The culmination of Nicholas White’s first season directing The Boston Cecilia comes on March 21st, Johann Sebastian Bach’s 329th birthday. How better to celebrate both than on a pinnacle in Bach’s range, the Mass in B Minor, in performance at Jordan Hall?

“I will never tire of this piece,” White said in a recent conversation. “Yet I relish the thought that among Boston’s sophisticated listeners, there will be some on Friday who have never heard this music before. I hope our audience in Jordan Hall will love the B Minor Mass as I do, that we will transform their lives with Bach’s masterpiece in the same way we have all been transformed. However many times I have done it, there is a depth of emotion that will never be fully plumbed. For me it is singing and dancing, weeping and laughing. It is heaven on earth.

“Choral music touches me deeply. I started as a little boy in my village church choir in Kent. That stays with you.” He spoke with British understatement through which his love and delight in the wide-ranging choral canon shine through.

At Clare College, as organ scholar and no longer a treble, White sang in the Cambridge University Consort of Voices, 28 in all, where he first performed the Bach B Minor with period instruments at King’s College Chapel and again in London.

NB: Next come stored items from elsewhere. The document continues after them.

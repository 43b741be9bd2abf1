//! Session and identity HTTP handlers.
//!
//! ```text
//! POST /api/v1/login  {"username":"ada","password":"secret"}
//! POST /api/v1/logout
//! GET  /api/v1/users/me
//! ```

use actix_web::{HttpResponse, get, post, web};
use serde::{Deserialize, Serialize};
use serde_json::json;
use utoipa::ToSchema;

use crate::domain::Error;
use crate::domain::ports::{CredentialVerifierError, LoginCredentials, LoginValidationError};
use crate::inbound::http::ApiResult;
use crate::inbound::http::schemas::ErrorSchema;
use crate::inbound::http::session::SessionContext;
use crate::inbound::http::state::HttpState;

/// Login request body.
#[derive(Debug, Deserialize, Serialize, ToSchema)]
#[serde(rename_all = "camelCase")]
pub struct LoginRequest {
    pub username: String,
    pub password: String,
}

/// The authenticated caller's identity.
#[derive(Debug, Serialize, ToSchema)]
#[serde(rename_all = "camelCase")]
pub struct CurrentUserResponse {
    pub id: String,
}

fn map_login_validation_error(err: LoginValidationError) -> Error {
    match err {
        LoginValidationError::EmptyUsername => Error::invalid_request("username must not be empty")
            .with_details(json!({ "field": "username", "code": "empty_username" })),
        LoginValidationError::EmptyPassword => Error::invalid_request("password must not be empty")
            .with_details(json!({ "field": "password", "code": "empty_password" })),
    }
}

fn map_verifier_error(err: CredentialVerifierError) -> Error {
    Error::internal(err.to_string())
}

/// Verify credentials and establish a session.
#[utoipa::path(
    post,
    path = "/api/v1/login",
    request_body = LoginRequest,
    responses(
        (status = 200, description = "Login success", headers(("Set-Cookie" = String, description = "Session cookie"))),
        (status = 400, description = "Invalid request", body = ErrorSchema),
        (status = 401, description = "Invalid credentials", body = ErrorSchema),
        (status = 500, description = "Internal server error", body = ErrorSchema)
    ),
    tags = ["users"],
    operation_id = "login",
    security([])
)]
#[post("/login")]
pub async fn login(
    state: web::Data<HttpState>,
    session: SessionContext,
    payload: web::Json<LoginRequest>,
) -> ApiResult<HttpResponse> {
    let payload = payload.into_inner();
    let credentials = LoginCredentials::try_from_parts(&payload.username, &payload.password)
        .map_err(map_login_validation_error)?;
    let user_id = state
        .verifier
        .verify(&credentials)
        .await
        .map_err(map_verifier_error)?
        .ok_or_else(|| Error::unauthorized("invalid credentials"))?;
    session.persist_user(&user_id)?;
    Ok(HttpResponse::Ok().finish())
}

/// Drop the caller's session.
#[utoipa::path(
    post,
    path = "/api/v1/logout",
    responses(
        (status = 204, description = "Session cleared"),
        (status = 500, description = "Internal server error", body = ErrorSchema)
    ),
    tags = ["users"],
    operation_id = "logout",
    security([])
)]
#[post("/logout")]
pub async fn logout(session: SessionContext) -> HttpResponse {
    session.clear();
    HttpResponse::NoContent().finish()
}

/// Identify the authenticated caller.
#[utoipa::path(
    get,
    path = "/api/v1/users/me",
    responses(
        (status = 200, description = "Current user", body = CurrentUserResponse),
        (status = 401, description = "Login required", body = ErrorSchema),
        (status = 500, description = "Internal server error", body = ErrorSchema)
    ),
    tags = ["users"],
    operation_id = "currentUser"
)]
#[get("/users/me")]
pub async fn current_user(session: SessionContext) -> ApiResult<web::Json<CurrentUserResponse>> {
    let id = session.require_user_id()?;
    Ok(web::Json(CurrentUserResponse { id: id.to_string() }))
}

He studied it deeply with renowned organist, conductor, and composer Richard Marlow, delving into its history, the complex numerology, for instance the symbolism of the trio, and much else, especially the structure of each movement within the perfect form of its whole.

His first job after university, in 1989, was in Lubbock, Texas, where he studied the bass arias in the B Minor with a voice teacher. Although he never performed them, that study—of phrasing and inflection, breath control in long melismatic lines, learning to balance his timbre with the horn and pair of bassoons in the Quoniam tu solus sanctus movement—broadened his appreciation of the soloists’ roles within the work. After moving to the Northeast in the early ’90s, he has played the organ continuo “a handful of times” in New York, Pennsylvania, and several New England states. He also has conducted it with orchestra and informal singalongs.

Having been involved in so many versions and interpretations of this masterwork from various perspectives, how does White determine his own?“It’s the way the piece lives in my mind,” he replied, “the way it feels right. Finding the tempo, articulating phrases,” taking into account the acoustics and character of the venue—all these and countless other considerations. My ideal rehearsal is one without pencils. Let the piece live beyond the markings. It’s important to realize that it’s not just the way this conductor does it.” After a pause, he added that an interpretation may change as one has “grown as a musician, grown as a person. It’s the journey of it,” he said, all the way to the final Dona nobis pacem. It’s a profound human experience. …It tests the performers and listeners as it delights them.”

“The chorus is rich with experienced singers, many who have sung it multiple times, a core reinvigorated with fresh new members. Adding eight of Boston’s finest young soloists and a period-instrument orchestra led by Dan Stepner, can only strengthen our goal to achieve the highest level of musical performance or our concert on March 21st. This is “Cecilia’s mission, as we embrace our future.”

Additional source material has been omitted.